They tried to eliminate an entire sect.
But Jack Carwell actually tried to intervene, and he was threatened with arrest because he was supposedly obstructing justice when, of course, under the old common law concept of law and order, the sheriff is the apex law enforcement official in a given county.
And so you have a handful of people who now are anomalous, and I think that's because the culture's changed.
I think that since the real so-called war on crime was inaugurated by Richard Nixon in the early 1970s as a wedge issue, that's the thing that really strikes me as nauseating here, is that he wanted to find some way of rattling the so-called silent majority, the hard hats against the hippies.
And the best way to do that was to make a war on crime a wedge issue and make, of course, the so-called war on drugs the defining element of the war on crime.
And that really began the hyper-militarization of domestic law enforcement in this country.
But that really is sort of a breakpoint, I think.
There were a couple of preludes to that.
The Law Enforcement Assistance Administration during the Johnson era was helping to federalize law enforcement, and then SWAT teams began to materialize in Los Angeles in 1968.
But there was some sense of restraint still and some sense of limits as to what could be done.

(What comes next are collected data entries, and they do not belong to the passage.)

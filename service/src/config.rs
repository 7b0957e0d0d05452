use clap::Parser;
use dotenvy::dotenv;
use log::LevelFilter;

const DEFAULT_DATABASE_URL: &str = "sqlite://delivery_network.db?mode=rwc";

// Development-only fallback. Deployments must set TOKEN_SIGNING_KEY; rotating
// it invalidates every outstanding session token.
const DEFAULT_TOKEN_SIGNING_KEY: &str = "COSMIC_KEY";

#[derive(Clone, Debug, Parser)]
#[command(author, version, about, long_about = None)]
pub struct Config {
    /// A list of full CORS origin URLs that allowed to receive server responses.
    #[arg(
        long,
        env,
        value_delimiter = ',',
        use_value_delimiter = true,
        default_value = "http://localhost:3000"
    )]
    pub allowed_origins: Vec<String>,

    /// Sets the database URL to connect to
    #[arg(short, long, env, default_value = DEFAULT_DATABASE_URL)]
    database_url: Option<String>,

    /// Maximum number of database connections in the pool
    #[arg(long, env, default_value_t = 10)]
    pub db_max_connections: u32,

    /// Timeout in seconds for establishing a new database connection
    #[arg(long, env, default_value_t = 8)]
    pub db_connect_timeout_secs: u64,

    /// Timeout in seconds for acquiring a connection from the pool
    #[arg(long, env, default_value_t = 8)]
    pub db_acquire_timeout_secs: u64,

    /// Symmetric key used to sign and verify session access tokens. Process-wide,
    /// loaded once at startup.
    #[arg(long, env = "TOKEN_SIGNING_KEY", default_value = DEFAULT_TOKEN_SIGNING_KEY)]
    token_signing_key: Option<String>,

    /// The host interface to listen for incoming connections on
    #[arg(short, long, env, default_value = "127.0.0.1")]
    pub interface: Option<String>,

    /// The host TCP port to listen for incoming connections on
    #[arg(short, long, env, default_value_t = 4000)]
    pub port: u16,

    /// Set the log level filter threshold for the application
    #[arg(short, long, env, default_value = "info")]
    pub log_level_filter: LevelFilter,
}

impl Config {
    pub fn new() -> Self {
        // Load environment variables from a .env file if one exists before
        // clap resolves env-backed arguments.
        dotenv().ok();
        Config::parse()
    }

    pub fn database_url(&self) -> &str {
        self.database_url.as_deref().unwrap_or(DEFAULT_DATABASE_URL)
    }

    pub fn token_signing_key(&self) -> &str {
        self.token_signing_key
            .as_deref()
            .unwrap_or(DEFAULT_TOKEN_SIGNING_KEY)
    }
}

impl Default for Config {
    fn default() -> Self {
        Config::parse_from(["delivery_network_api"])
    }
}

But when it became a literal war, and that, of course, is what we're dealing with here.
It's not metaphorical.
When they talk about a war on crime, the only part of that is metaphorical is the description of the target of the war.
The actual target of the war would be the liberties to the American public and the constitutional restrictions, such as they are, on the power of government.
That all started in about 1971 or 1972.
And there's a whole generation of people who are now in positions of administrative authority in police departments whose mindsets have been militarized and who are now creating these little adjuncts of the Pentagon all across the length and breadth of the country disguised as state and local law enforcement bodies.
Well, now, first of all here, tell me how conservative you are, and then tell me about the war on drugs.
And I want to set this up by telling you about an article I read at ExiledOnline.com.
All right.
They're really great writers over there.
I have a lot of fun reading that site.
And this is about Memphis and how they call it like a fourth world.
They wouldn't insult the third world by calling it a third world country over there in Memphis, Tennessee, right now.
So the whole, I guess, north part of the place, the cops do not go there.
The only time anybody calls them is to set them up for an ambush.
And they literally have ceded the power to the local gangs there.
There's no money.
The local factories pay people $8 an hour, and they're lucky that their job hadn't moved to China for that.
And what else are they going to do but participate in the black markets and unleash violence on each other in order to settle their disputes?
I mean, you've got to, please, tell people how conservative you are and teach them the economics of these black markets, especially in drugs.
My personal conservatism in terms of my morals and ethics and the way that I'm raising my children would be best understood, I think, if you have two facts in mind.
The first of which is that I used to be employed by the John Birch Society, which is considered pretty much the outlier at the furthest fringe of the conservative right wing, as it's defined colloquially.
And secondly, we were a homeschooling family of independent Bible-believing Christians attending independent evangelical churches.
Why independent?
Because I'm suspicious of denominationalism.
I really think that denominations are one of the ways that people's piety would be channeled into paths that are dangerous, not only theologically but also politically.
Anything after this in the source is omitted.